The approach of the project had a large effect on the quality of the software produced. The adoption
48
of the Unified Process allowed for rapid development, which involved users directly, and to this end
it can be said to been a great help in achieving the projects aim. The wealth of documents produced
and complexities in development led to project slippage however. As can be seen in Appendix B,
there are several alterations made to the original plan to encapsulate problems that arose during the
development of the system. The methodology led to large amounts of accurate requirements to be met,
but to the same degree, the methodology can be identified in part as the reason that the project began
to suffer from function creep when continued user evaluation yielded preference for more functionality.
Whilst this is a necessity during development, that is reaching sound levels of requirements analysis,
it can be a mixed blessing as user’s often deviate from expressing feedback on core functionality into
issues of lesser importance from a development standpoint.

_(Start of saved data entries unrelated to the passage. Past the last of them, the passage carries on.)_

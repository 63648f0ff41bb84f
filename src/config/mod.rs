//! Configuration domain: game tuning loaded from `assets/data/platformer.ron`.

mod loader;


pub use loader::{ConfigLoadError, load_config, load_config_or_default, parse_config};

use std::path::PathBuf;

use bevy::prelude::*;
use serde::{Deserialize, Serialize};

use crate::level::LevelConfig;
use crate::movement::MovementTuning;
use crate::platforms::PlatformConfig;
use crate::ui::HudConfig;

pub const DEFAULT_CONFIG_PATH: &str = "assets/data/platformer.ron";

/// Everything tunable about the game. Missing sections use defaults.
#[derive(Resource, Debug, Clone, Default, Deserialize, Serialize)]
#[serde(default)]
pub struct GameConfig {
    pub player: MovementTuning,
    pub platforms: Vec<PlatformConfig>,
    pub level: LevelConfig,
    pub hud: HudConfig,
}

impl GameConfig {
    /// Clamp every section into a usable range.
    pub fn sanitized(mut self) -> Self {
        self.player = self.player.sanitized();
        self.platforms = self
            .platforms
            .into_iter()
            .map(PlatformConfig::sanitized)
            .collect();
        self.level = self.level.sanitized();
        self.hud = self.hud.sanitized();
        self
    }

    /// Returns a summary of the loaded configuration for logging.
    pub fn summary(&self) -> String {
        format!(
            "GameConfig loaded:\n\
             - Max jumps: {}\n\
             - Dash: {}s, cooldown {}s\n\
             - Platforms: {}\n\
             - Ground blocks: {}\n\
             - Obstacles: {}",
            self.player.max_jumps,
            self.player.dash_duration,
            self.player.dash_cooldown,
            self.platforms.len(),
            self.level.ground.len(),
            self.level.obstacles.len(),
        )
    }
}

/// Loads the configuration when the plugin is built so every startup
/// system can read it.
pub struct ConfigPlugin {
    pub path: PathBuf,
}

impl Default for ConfigPlugin {
    fn default() -> Self {
        Self {
            path: PathBuf::from(DEFAULT_CONFIG_PATH),
        }
    }
}

impl Plugin for ConfigPlugin {
    fn build(&self, app: &mut App) {
        let config = load_config_or_default(&self.path);
        app.insert_resource(config.player.clone())
            .insert_resource(config);
    }
}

Despite these issues with development, the
Unified Process offered a great advantage in the development of the project and whilst complexities
in implementation and research pushed back the delivery of the project, the methodology is largely
responsible for the successful outcome of this project.

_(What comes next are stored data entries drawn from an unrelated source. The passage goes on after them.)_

//! Platforms domain: moving platform component.

use bevy::prelude::*;

use crate::platforms::{PlatformConfig, PlatformMotion, PlatformPath};

#[derive(Component, Debug)]
pub struct MovingPlatform {
    pub config: PlatformConfig,
    /// Filled from the spawn transform on the first tick.
    pub path: Option<PlatformPath>,
    pub motion: PlatformMotion,
}

impl MovingPlatform {
    pub fn new(config: PlatformConfig) -> Self {
        let config = config.sanitized();
        Self {
            motion: PlatformMotion::new(&config),
            path: None,
            config,
        }
    }

    /// The frozen waypoints, computing them from `transform` if needed.
    pub fn path_or_init(&mut self, transform: &Transform) -> PlatformPath {
        *self.path.get_or_insert_with(|| {
            PlatformPath::from_config(transform.translation, transform.rotation, &self.config)
        })
    }
}
//! Movement domain: player bootstrap from level data.

use avian2d::prelude::*;
use bevy::prelude::*;

use crate::animation::PlayerAnimation;
use crate::config::GameConfig;
use crate::movement::{
    DashTrail, GameLayer, MovementState, MovementTuning, PLAYER_SIZE, Player,
};
use crate::phasing::DashPhaseManager;

/// Spawn the player at the level's spawn point.
pub(crate) fn spawn_player(
    mut commands: Commands,
    config: Res<GameConfig>,
    tuning: Res<MovementTuning>,
    existing_player: Query<Entity, With<Player>>,
) {
    if !existing_player.is_empty() {
        info!("Player already exists, skipping spawn");
        return;
    }

    let spawn = Vec2::from_array(config.level.player_spawn);
    info!(
        "Spawning player at {:?}: speed={}, max_jumps={}, dash={}s/{}s cooldown",
        spawn, tuning.move_speed, tuning.max_jumps, tuning.dash_duration, tuning.dash_cooldown
    );

    let mut player = commands.spawn((
        // Identity & Movement
        (
            Player,
            MovementState::default(),
            DashPhaseManager::default(),
            PlayerAnimation::default(),
        ),
        // Rendering
        Sprite {
            color: Color::srgb(0.9, 0.9, 0.9),
            custom_size: Some(PLAYER_SIZE),
            ..default()
        },
        Transform::from_xyz(spawn.x, spawn.y, 1.0),
        // Physics
        (
            RigidBody::Dynamic,
            Collider::rectangle(PLAYER_SIZE.x, PLAYER_SIZE.y),
            LockedAxes::ROTATION_LOCKED,
            LinearVelocity::default(),
            GravityScale(0.0), // Gravity is applied by the movement systems
            Friction::new(0.0),
            CollisionEventsEnabled,
            CollidingEntities::default(),
            ActiveCollisionHooks::FILTER_PAIRS | ActiveCollisionHooks::MODIFY_CONTACTS,
            CollisionLayers::new(
                GameLayer::Player,
                [GameLayer::Ground, GameLayer::Obstacle, GameLayer::Sensor],
            ),
        ),
    ));

    if tuning.trail.enabled {
        player.insert(DashTrail::default());
    }
}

In terms of the area covered by this project, the content is both current and under ongoing development. As expressed in [13], for example, content distribution channels are providing a disruptive
technology for the gaming and software industries, and this trend is likely to continue.
6.3
Project Extensions
There are many aspects of the application that would benefit from further study and development, most
notably in terms of improving efficiency, compliance and introducing tighter security. Whilst the system
successfully exceeded the base requirements, there are many additional features that would also warrant
development. During testing it was found that using more sites led to a wider range of server side
implementations using different technologies and techniques of mark-up. Ultimately, this extended
testing resulted in increased implementation complexity, and therefore as an extension to this project,
the compatibility with more sources of input seems a logical choice. This will require steps be taken
to increase the robustness and require significant modifications to the Download class implementation
which handles most of the network code. This issue was covered under the background reading which
identified the problem with lax standards. In addition to extending this project to better handle more
sources of input, it would also seem logical to improve the efficiency of the downloading mechanism.
This was an issue shown in the testing, where by rewriting segments of code, particularly regarding
buffering and the technique within java that was utilised, the application performed better.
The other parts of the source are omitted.